[Data extract]
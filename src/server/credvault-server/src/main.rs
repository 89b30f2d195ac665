//! Credvault Server - Main entry point.

use std::path::PathBuf;
use std::sync::Arc;

use anyhow::{bail, Context};
use clap::Parser;
use tower_http::cors::CorsLayer;
use tracing_subscriber::{layer::SubscriberExt, util::SubscriberInitExt};

use credvault_api::AppState;
use credvault_credentials::{CredentialStore, SpecCatalog};
use credvault_crypto::MasterKey;
use credvault_storage::{MemoryBackend, StorageBackend};
use credvault_storage_sqlite::SqliteBackend;

#[derive(Parser)]
#[command(name = "credvault-server")]
#[command(about = "Credvault - encrypted credential store for agents")]
#[command(version)]
struct Cli {
    /// Server bind address
    #[arg(long, default_value = "127.0.0.1:8300", env = "CREDVAULT_BIND_ADDRESS")]
    bind: String,

    /// Directory holding the credential database
    #[arg(long, env = "CREDVAULT_DATA_DIR")]
    data_dir: Option<PathBuf>,

    /// Base64 encoded 256-bit master key
    #[arg(long, env = "CREDVAULT_MASTER_KEY", hide_env_values = true)]
    master_key: Option<String>,

    /// Extra credential specs (JSON array) merged over the built-in catalog
    #[arg(long, env = "CREDVAULT_CATALOG")]
    catalog: Option<PathBuf>,

    /// Enable development mode (in-memory storage, random master key)
    #[arg(long, env = "CREDVAULT_DEV_MODE")]
    dev: bool,

    /// Allow cross-origin requests from any origin
    #[arg(long)]
    allow_cors: bool,
}

async fn build_store(cli: &Cli) -> anyhow::Result<CredentialStore> {
    if cli.dev {
        tracing::warn!("Development mode enabled - credentials are not persisted, DO NOT USE IN PRODUCTION");
        let master_key = match &cli.master_key {
            Some(encoded) => MasterKey::from_base64(encoded).context("Invalid master key")?,
            None => MasterKey::generate(),
        };
        let backend: Arc<dyn StorageBackend> = Arc::new(MemoryBackend::new());
        return Ok(CredentialStore::new(backend, master_key));
    }

    let Some(data_dir) = &cli.data_dir else {
        bail!("--data-dir (CREDVAULT_DATA_DIR) is required outside dev mode");
    };
    let Some(encoded) = &cli.master_key else {
        bail!("--master-key (CREDVAULT_MASTER_KEY) is required outside dev mode");
    };

    let master_key = MasterKey::from_base64(encoded).context("Invalid master key")?;
    let backend = SqliteBackend::open(data_dir)
        .await
        .with_context(|| format!("Failed to open storage in {}", data_dir.display()))?
        .with_actor("api");
    tracing::info!("Data directory: {}", data_dir.display());

    Ok(CredentialStore::new(Arc::new(backend), master_key))
}

fn build_catalog(cli: &Cli) -> anyhow::Result<SpecCatalog> {
    let mut catalog = SpecCatalog::builtin();
    if let Some(path) = &cli.catalog {
        catalog
            .load_file(path)
            .with_context(|| format!("Failed to load catalog {}", path.display()))?;
    }
    Ok(catalog)
}

async fn shutdown_signal() {
    if let Err(e) = tokio::signal::ctrl_c().await {
        tracing::error!("Failed to listen for shutdown signal: {e}");
    }
    tracing::info!("Shutting down...");
}

#[tokio::main]
async fn main() -> anyhow::Result<()> {
    tracing_subscriber::registry()
        .with(tracing_subscriber::fmt::layer())
        .with(tracing_subscriber::EnvFilter::from_default_env())
        .init();

    let cli = Cli::parse();

    tracing::info!("Starting Credvault server...");

    let store = build_store(&cli).await?;
    let catalog = build_catalog(&cli)?;
    tracing::info!(specs = catalog.len(), "Credential catalog ready");

    let mut app = credvault_api::router(AppState::new(store, catalog));
    if cli.allow_cors {
        app = app.layer(CorsLayer::permissive());
    }

    let listener = tokio::net::TcpListener::bind(&cli.bind)
        .await
        .with_context(|| format!("Failed to bind {}", cli.bind))?;
    tracing::info!("Listening on {}", listener.local_addr()?);

    axum::serve(listener, app)
        .with_graceful_shutdown(shutdown_signal())
        .await?;

    Ok(())
}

[Activity]
Please give back the entries above, unchanged and complete.

[Task output]
filename src/server/credvault-server/src/main.rs
repository 89b30f2d195ac665
//! Credvault Server - Main entry point.

use std::path::PathBuf;
use std::sync::Arc;

use anyhow::{bail, Context};
use clap::Parser;
use tower_http::cors::CorsLayer;
use tracing_subscriber::{layer::SubscriberExt, util::SubscriberInitExt};

use credvault_api::AppState;
use credvault_credentials::{CredentialStore, SpecCatalog};
use credvault_crypto::MasterKey;
use credvault_storage::{MemoryBackend, StorageBackend};
use credvault_storage_sqlite::SqliteBackend;

#[derive(Parser)]
#[command(name = "credvault-server")]
#[command(about = "Credvault - encrypted credential store for agents")]
#[command(version)]
struct Cli {
    /// Server bind address
    #[arg(long, default_value = "127.0.0.1:8300", env = "CREDVAULT_BIND_ADDRESS")]
    bind: String,

    /// Directory holding the credential database
    #[arg(long, env = "CREDVAULT_DATA_DIR")]
    data_dir: Option<PathBuf>,

    /// Base64 encoded 256-bit master key
    #[arg(long, env = "CREDVAULT_MASTER_KEY", hide_env_values = true)]
    master_key: Option<String>,

    /// Extra credential specs (JSON array) merged over the built-in catalog
    #[arg(long, env = "CREDVAULT_CATALOG")]
    catalog: Option<PathBuf>,

    /// Enable development mode (in-memory storage, random master key)
    #[arg(long, env = "CREDVAULT_DEV_MODE")]
    dev: bool,

    /// Allow cross-origin requests from any origin
    #[arg(long)]
    allow_cors: bool,
}

async fn build_store(cli: &Cli) -> anyhow::Result<CredentialStore> {
    if cli.dev {
        tracing::warn!("Development mode enabled - credentials are not persisted, DO NOT USE IN PRODUCTION");
        let master_key = match &cli.master_key {
            Some(encoded) => MasterKey::from_base64(encoded).context("Invalid master key")?,
            None => MasterKey::generate(),
        };
        let backend: Arc<dyn StorageBackend> = Arc::new(MemoryBackend::new());
        return Ok(CredentialStore::new(backend, master_key));
    }

    let Some(data_dir) = &cli.data_dir else {
        bail!("--data-dir (CREDVAULT_DATA_DIR) is required outside dev mode");
    };
    let Some(encoded) = &cli.master_key else {
        bail!("--master-key (CREDVAULT_MASTER_KEY) is required outside dev mode");
    };

    let master_key = MasterKey::from_base64(encoded).context("Invalid master key")?;
    let backend = SqliteBackend::open(data_dir)
        .await
        .with_context(|| format!("Failed to open storage in {}", data_dir.display()))?
        .with_actor("api");
    tracing::info!("Data directory: {}", data_dir.display());

    Ok(CredentialStore::new(Arc::new(backend), master_key))
}

fn build_catalog(cli: &Cli) -> anyhow::Result<SpecCatalog> {
    let mut catalog = SpecCatalog::builtin();
    if let Some(path) = &cli.catalog {
        catalog
            .load_file(path)
            .with_context(|| format!("Failed to load catalog {}", path.display()))?;
    }
    Ok(catalog)
}

async fn shutdown_signal() {
    if let Err(e) = tokio::signal::ctrl_c().await {
        tracing::error!("Failed to listen for shutdown signal: {e}");
    }
    tracing::info!("Shutting down...");
}

#[tokio::main]
async fn main() -> anyhow::Result<()> {
    tracing_subscriber::registry()
        .with(tracing_subscriber::fmt::layer())
        .with(tracing_subscriber::EnvFilter::from_default_env())
        .init();

    let cli = Cli::parse();

    tracing::info!("Starting Credvault server...");

    let store = build_store(&cli).await?;
    let catalog = build_catalog(&cli)?;
    tracing::info!(specs = catalog.len(), "Credential catalog ready");

    let mut app = credvault_api::router(AppState::new(store, catalog));
    if cli.allow_cors {
        app = app.layer(CorsLayer::permissive());
    }

    let listener = tokio::net::TcpListener::bind(&cli.bind)
        .await
        .with_context(|| format!("Failed to bind {}", cli.bind))?;
    tracing::info!("Listening on {}", listener.local_addr()?);

    axum::serve(listener, app)
        .with_graceful_shutdown(shutdown_signal())
        .await?;

    Ok(())
}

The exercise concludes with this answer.